RFC: Constraint traits
Status: Implemented.
See the description of the PR that laid the foundation for the implementation of constraint traits for a complete reference. See the Better Constraint Violations RFC too for subsequent improvements to this design.
See the uber tracking issue for pending work.
Constraint traits are used to constrain the values that can be provided for a shape.
For example, given the following Smithy model,
@length(min: 18)
Integer Age
the integer Age
must take values greater than or equal to 18.
Constraint traits are most useful when enforced as part of input model validation to a service. When a server receives a request whose contents deserialize to input data that violates the modeled constraints, the operation execution's preconditions are not met, and as such rejecting the request without executing the operation is expected behavior.
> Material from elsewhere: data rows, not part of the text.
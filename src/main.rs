use file_manager::Interpreter;
use file_manager::config::Settings;

fn main() -> anyhow::Result<()> {
    env_logger::Builder::from_env(env_logger::Env::default().default_filter_or("warn"))
        .format_timestamp(None)
        .init();

    let settings = Settings::from_args(std::env::args().skip(1));
    log::debug!("starting session for {}", settings.user_name);
    Interpreter::from_settings(&settings).repl()
}
/// Render rows as a left-aligned text table with a leading `(index)` column.
///
/// Every row is expected to have as many cells as there are headers.
pub(crate) fn render_table(headers: &[&str], rows: &[Vec<String>]) -> String {
    let mut widths: Vec<usize> = std::iter::once("(index)".len())
        .chain(headers.iter().map(|h| h.chars().count()))
        .collect();
    for (index, row) in rows.iter().enumerate() {
        widths[0] = widths[0].max(index.to_string().len());
        for (col, cell) in row.iter().enumerate() {
            widths[col + 1] = widths[col + 1].max(cell.chars().count());
        }
    }

    let mut out = String::new();
    let header_cells = std::iter::once("(index)").chain(headers.iter().copied());
    push_line(&mut out, header_cells, &widths);
    let rule: Vec<String> = widths.iter().map(|w| "-".repeat(*w)).collect();
    push_line(&mut out, rule.iter().map(String::as_str), &widths);
    for (index, row) in rows.iter().enumerate() {
        let index = index.to_string();
        let cells = std::iter::once(index.as_str()).chain(row.iter().map(String::as_str));
        push_line(&mut out, cells, &widths);
    }
    out
}

fn push_line<'a>(out: &mut String, cells: impl Iterator<Item = &'a str>, widths: &[usize]) {
    let line: Vec<String> = cells
        .zip(widths)
        .map(|(cell, &width)| format!("{cell:<width$}"))
        .collect();
    out.push_str(line.join(" | ").trim_end());
    out.push('\n');
}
Constraint traits can also be applied to operation output member shapes, but the expectation is that service implementations not fail to render a response when an output value does not meet the specified constraints. From awslabs/smithy#1039:
This might seem counterintuitive, but our philosophy is that a change in server-side state should not be hidden from the caller unless absolutely necessary. Refusing to service an invalid request should always prevent server-side state changes, but refusing to send a response will not, as there's generally no reasonable route for a server implementation to unwind state changes due to a response serialization failure.
In general, clients should not enforce constraint traits in generated code. Clients must also never enforce constraint traits when sending requests. This is because:
- addition and removal of constraint traits are backwards-compatible from a client's perspective (although this is not documented anywhere in the Smithy specification),
- the client may have been generated with an older version of the model; and
- the most recent model version might have lifted some constraints.
On the other hand, server SDKs constitute the source of truth for the service's behavior, so they interpret the model in all its strictness.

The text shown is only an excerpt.